African-American student at the University of Alabama (1942–2013)

James Alexander Hood (November 10, 1942 – January 17, 2013) was one of the first African Americans to enroll at the University of Alabama in 1963. Hood became famous when Alabama Governor George Wallace attempted to block him and fellow student Vivian Malone from enrolling at the then all-white university, an incident which became known as the "Stand in the Schoolhouse Door". Hood and Malone were the first black students able to enroll in the university after Autherine Lucy in 1956. Hood faced violent threats at the school and left after two months, but finished his education in Michigan and worked in the police science program for the Madison Area Technical College for much of his career. Hood returned to the University of Alabama in the 1990s to earn a PhD in interdisciplinary studies, and conducted bedside interviews with Wallace during his research.

== Early life ==
Hood was born on November 10, 1942, in Gadsden, Alabama. His father, Octavie Hood, drove a tractor at a Goodyear tire plant. Hood attended Carver High in East Gadsden, a segregated black high school.

Hood remembered his civil rights activism starting when he was 17: he and other black teenagers walked from their town's single all-black swimming pool to desegregate one of the three all-white pools in the area. Every black teenager and child was arrested at the pool, except for Hood, who managed the all-black pool. Hood stated that the police did not want the all-black pool to shut down while he was arrested. The swimming pools in Gadsden desegregated one year later.

Hood began college at the historically black Clark College, but wanted to transfer so he could pursue a degree in clinical psychology, which wasn't available at Clark.

== University of Alabama ==
By the time Hood attended college, the University of Alabama was a segregated all-white school where at least 230 black students had applied only to have their applications rejected. The university did not state that these denials were due to race, instead using various excuses: enrollment was too high, applications had already closed, or applicants did not meet certain requirements. However, the community understood that the university would not admit any black students because of resistance to school desegregation.

In 1952, Autherine Lucy and Pollie Myers had been the first black students accepted to the university, but their admissions were revoked when the school learned the students were not white. The NAACP supported Lucy and Myers in years of court cases against the university until the U.S. Supreme Court ordered the university to admit the pair. However, the university again denied Myers admission, and three days after Lucy arrived at school, mobs of white community members led a violent riot against her, allowing the university to permanently suspend her on the pretext of student safety.

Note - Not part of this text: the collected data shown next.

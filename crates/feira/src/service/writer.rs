//! Create/edit service.

use uuid::Uuid;

use super::WriteStore;
use crate::domain::{MarketId, StreetMarketCreateInput, StreetMarketPatch};
use crate::error::{MarketError, MarketResult};

/// Generates identifiers for new records; injectable for deterministic tests.
type IdGen = fn() -> String;

fn uuid_v4() -> String {
    Uuid::new_v4().to_string()
}

/// Validates input, assigns an identifier and writes street markets.
pub struct StreetMarketWriter<R> {
    repo: R,
    id_gen: IdGen,
}

impl<R: WriteStore> StreetMarketWriter<R> {
    pub fn new(repo: R) -> Self {
        Self {
            repo,
            id_gen: uuid_v4,
        }
    }

    pub fn with_id_gen(repo: R, id_gen: IdGen) -> Self {
        Self { repo, id_gen }
    }

    /// Validate the input, assemble the record under a fresh identifier and
    /// insert it. Returns the new identifier.
    pub async fn create(&self, input: StreetMarketCreateInput) -> MarketResult<String> {
        input.validate()?;

        let id = (self.id_gen)();
        let record = input.into_record(id.clone());
        self.repo.create(&record).await?;

        Ok(id)
    }

    /// Apply a partial update to the record named by `id`.
    ///
    /// A zero-row update means the target does not exist and is reported as
    /// not-found rather than as a bare row-count signal.
    pub async fn edit(&self, id: &MarketId, patch: &StreetMarketPatch) -> MarketResult<()> {
        match self.repo.update(id.as_str(), patch).await {
            Err(MarketError::NothingUpdated) => Err(MarketError::NotFound),
            other => other,
        }
    }
}

#[cfg(test)]
mod tests {
    use super::*;
    use crate::domain::StreetMarket;
    use std::sync::Mutex;

    #[derive(Default)]
    struct SpyStore {
        created: Mutex<Vec<StreetMarket>>,
        update_outcome: Option<MarketError>,
    }

    impl WriteStore for SpyStore {
        async fn create(&self, record: &StreetMarket) -> MarketResult<()> {
            self.created.lock().unwrap().push(record.clone());
            Ok(())
        }

        async fn update(&self, _id: &str, _patch: &StreetMarketPatch) -> MarketResult<()> {
            match &self.update_outcome {
                None => Ok(()),
                Some(MarketError::NothingUpdated) => Err(MarketError::NothingUpdated),
                Some(_) => Err(MarketError::Unexpected("spy".into())),
            }
        }
    }

    fn input() -> StreetMarketCreateInput {
        StreetMarketCreateInput {
            long: -46.550164,
            lat: -23.558733,
            sectcens: "355030885000091".into(),
            area: "3550308005040".into(),
            iddist: "87".into(),
            district: "VILA FORMOSA".into(),
            idsubth: "26".into(),
            subtownhall: "ARICANDUVA".into(),
            region5: "Leste".into(),
            region8: "Leste 1".into(),
            name: "VILA FORMOSA".into(),
            register: "4041-0".into(),
            street: "RUA MARAGOJIPE".into(),
            number: 500,
            neighborhood: "VL FORMOSA".into(),
            addrextrainfo: "TV RUA PRETORIA".into(),
        }
    }

    #[tokio::test]
    async fn create_assigns_generated_id() {
        let writer = StreetMarketWriter::with_id_gen(SpyStore::default(), || {
            "944ec25d-aac4-4c35-8301-6b35e0d7c05f".to_string()
        });

        let id = writer.create(input()).await.unwrap();
        assert_eq!(id, "944ec25d-aac4-4c35-8301-6b35e0d7c05f");
        let created = writer.repo.created.lock().unwrap();
        assert_eq!(created.len(), 1);
        assert_eq!(created[0].id, id);
        assert!(created[0].createdat.is_none());
    }

    #[tokio::test]
    async fn create_rejects_invalid_input_without_touching_store() {
        let writer = StreetMarketWriter::new(SpyStore::default());
        let mut inp = input();
        inp.name = String::new();

        let err = writer.create(inp).await.unwrap_err();
        assert!(err.is_validation());
        assert!(writer.repo.created.lock().unwrap().is_empty());
    }

    #[tokio::test]
    async fn edit_maps_nothing_updated_to_not_found() {
        let store = SpyStore {
            update_outcome: Some(MarketError::NothingUpdated),
            ..Default::default()
        };
        let writer = StreetMarketWriter::new(store);
        let id = MarketId::parse("944ec25d-aac4-4c35-8301-6b35e0d7c05f").unwrap();
        let patch = StreetMarketPatch {
            name: Some("LAPA".into()),
            ..Default::default()
        };

        let err = writer.edit(&id, &patch).await.unwrap_err();
        assert!(err.is_not_found());
    }

    #[tokio::test]
    async fn edit_passes_other_errors_through() {
        let store = SpyStore {
            update_outcome: Some(MarketError::Unexpected("db".into())),
            ..Default::default()
        };
        let writer = StreetMarketWriter::new(store);
        let id = MarketId::parse("944ec25d-aac4-4c35-8301-6b35e0d7c05f").unwrap();
        let patch = StreetMarketPatch {
            name: Some("LAPA".into()),
            ..Default::default()
        };

        let err = writer.edit(&id, &patch).await.unwrap_err();
        assert!(matches!(err, MarketError::Unexpected(_)));
    }
}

=== Applying to the university ===
While Hood attended Clark College, he was angered by a racist article he read in the Atlanta Journal, from the Associated Press. The article shared a study which concluded that black people were less intelligent than white people. The research was conducted by a professor from the University of North Carolina, and sponsored by George Wallace's campaign for Governor of Alabama. The study concluded that black people had smaller brains than white people, and cited the test scores and graduation rates of Alabama high schools, including Hood's. Hood was angry enough to write the professor a letter with his critiques, but the professor responded that Hood could not respond to the work because Hood did not have the right academic credentials. Hood decided to engage in more civil rights activism as a consequence.

Martin Luther King Jr. and other activists encouraged Hood to apply to the University of Alabama. As with prior black applicants, the university rejected Hood because he was black. The NAACP worked with Hood and Vivian Malone Jones, another black applicant, to sue the university for the pair's admission. By 1963, after two years of deliberation and court proceedings, District Court Judge Harlan Hobart Grooms ordered the university to admit Hood and Malone. The district court cited the U.S. Supreme Court's ruling in the Brown v. Board of Education case, in which the act of educating black children in schools intentionally separated from white students was charged as unconstitutional. Judge Grooms also forbade Governor Wallace from interfering with Malone and Hood's registration.

Hood learned about his acceptance when it was published in the newspaper and strangers accosted him at a Greyhound bus station. FBI agents arrived at the station and asked him to join them so they could protect his safety, but Hood was afraid that they could be impersonators. The agents called President John F. Kennedy to speak to Hood and verify their identities, and Hood began living under the protection of federal marshals.

=== Entering campus ===

Hood and Malone were to register for classes on June 11, 1963. When James Meredith had integrated the University of Mississippi the year before, violent mobs of white community members started the Ole Miss Riot. Administrators from the University of Alabama and Tuscaloosa city officials attempted to mitigate similar violence. One week before the pair's registration, the Ku Klux Klan staged a cross burning near campus.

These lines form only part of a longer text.